◆ **TASK**
Among the lines below, copy exactly those from the one with "pub enum SectionId" through the one with "contact form stub", counting both ends.

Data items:
=== Begin Enclosure ===
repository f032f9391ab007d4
mod cli;
mod error;
//! Class and id markers shared by the page template and the browser host.
//!
//! Renaming any of these breaks the wiring between the rendered markup and
//! the scroll controller.

use const_format::concatcp;
use serde::{Deserialize, Serialize};

pub const NAVBAR_CLASS: &str = "navbar";
pub const HERO_CLASS: &str = "hero";
pub const SKILL_ITEM_CLASS: &str = "skill-item";
pub const PROJECT_CARD_CLASS: &str = "project-card";

/// Class added to a reveal target once it has scrolled into view.
pub const REVEALED_CLASS: &str = "visible";

/// Selector matching every reveal target.
pub const REVEAL_SELECTOR: &str = concatcp!(".", SKILL_ITEM_CLASS, ", .", PROJECT_CARD_CLASS);

/// Selector matching every in-page anchor.
pub const IN_PAGE_ANCHOR_SELECTOR: &str = "a[href^=\"#\"]";

/// Id of the JSON block carrying the browser configuration.
pub const CLIENT_CONFIG_ELEMENT_ID: &str = "portfolio-config";

pub const CONTACT_FORM_CLASS: &str = "contact-form";

/// Selector matching every named contact form input.
pub const CONTACT_FIELD_SELECTOR: &str = concatcp!(".", CONTACT_FORM_CLASS, " [name]");

/// Id of the contact form submit button.
pub const SUBMIT_BUTTON_ID: &str = "contact-submit";

/// Top-level page sections, in page order.
#[derive(Debug, Clone, Copy, PartialEq, Eq, Hash, Serialize, Deserialize)]
#[serde(rename_all = "lowercase")]
pub enum SectionId {
    Home,
    About,
    Skills,
    Work,
    Contact,
}

impl SectionId {
    pub const ALL: [SectionId; 5] = [
        SectionId::Home,
        SectionId::About,
        SectionId::Skills,
        SectionId::Work,
        SectionId::Contact,
    ];

    pub const fn as_str(self) -> &'static str {
        match self {
            SectionId::Home => "home",
            SectionId::About => "about",
            SectionId::Skills => "skills",
            SectionId::Work => "work",
            SectionId::Contact => "contact",
        }
    }

    /// `href` value that links to this section.
    pub const fn fragment(self) -> &'static str {
        match self {
            SectionId::Home => "#home",
            SectionId::About => "#about",
            SectionId::Skills => "#skills",
            SectionId::Work => "#work",
            SectionId::Contact => "#contact",
        }
    }

    /// Text of the navbar link.
    pub const fn nav_label(self) -> &'static str {
        match self {
            SectionId::Home => "Home",
            SectionId::About => "About",
            SectionId::Skills => "Skills",
            SectionId::Work => "Work",
            SectionId::Contact => "Contact",
        }
    }
}
//! Core logic for the portfolio site.
//!
//! - [`scroll`]: the scroll controller (smooth in-page anchors, staggered reveals)
//! - [`form`]: the contact form stub
//! - [`config`]: site configuration loaded from `portfolio.toml`
//! - [`render`]: the single page template
//! - [`site`]: writing the rendered site to disk
//!
//! Nothing in here touches a real browser. Hosts plug in through the traits in
//! [`scroll::surface`] and [`form::Notifier`].

pub mod config;
pub mod error;
pub mod form;
pub mod render;
pub mod scroll;
pub mod site;

#[cfg(test)]
mod tests;

pub use config::SiteConfig;
pub use error::CoreError;
pub use form::{ContactForm, Notifier};
pub use scroll::{AnchorOutcome, IntersectionEntry, ScrollController};

/// Name of the configuration file looked up in a config directory.
pub const CONFIG_FILE_NAME: &str = "portfolio.toml";
//! Domain models for the portfolio site.
//!
//! This crate contains pure data structures: form state, the markup markers
//! shared between the renderer and the browser host, page content, and the
//! reveal options. Models have no business logic beyond small accessors.
//!
//! ## Architecture
//!
//! - **models** (this crate): Pure data structures
//! - **portfolio-core**: Controller, form, configuration and rendering
//! - **portfolio** / **portfolio-web**: CLI and browser hosts wiring it together

pub mod content;
pub mod error;
pub mod form_state;
pub mod markers;
pub mod reveal;

pub use common::ErrorLocation;
pub use content::{About, ContactSection, Hero, Project, SiteMetadata, Skill};
pub use error::model_error::ModelError;
pub use form_state::{FormField, FormState};
pub use markers::SectionId;
pub use reveal::RevealOptions;

#[cfg(test)]
mod tests;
=== End Enclosure ===
◆ **ANSWER BELOW**
pub enum SectionId {
    Home,
    About,
    Skills,
    Work,
    Contact,
}

impl SectionId {
    pub const ALL: [SectionId; 5] = [
        SectionId::Home,
        SectionId::About,
        SectionId::Skills,
        SectionId::Work,
        SectionId::Contact,
    ];

    pub const fn as_str(self) -> &'static str {
        match self {
            SectionId::Home => "home",
            SectionId::About => "about",
            SectionId::Skills => "skills",
            SectionId::Work => "work",
            SectionId::Contact => "contact",
        }
    }

    /// `href` value that links to this section.
    pub const fn fragment(self) -> &'static str {
        match self {
            SectionId::Home => "#home",
            SectionId::About => "#about",
            SectionId::Skills => "#skills",
            SectionId::Work => "#work",
            SectionId::Contact => "#contact",
        }
    }

    /// Text of the navbar link.
    pub const fn nav_label(self) -> &'static str {
        match self {
            SectionId::Home => "Home",
            SectionId::About => "About",
            SectionId::Skills => "Skills",
            SectionId::Work => "Work",
            SectionId::Contact => "Contact",
        }
    }
}
//! Core logic for the portfolio site.
//!
//! - [`scroll`]: the scroll controller (smooth in-page anchors, staggered reveals)
//! - [`form`]: the contact form stub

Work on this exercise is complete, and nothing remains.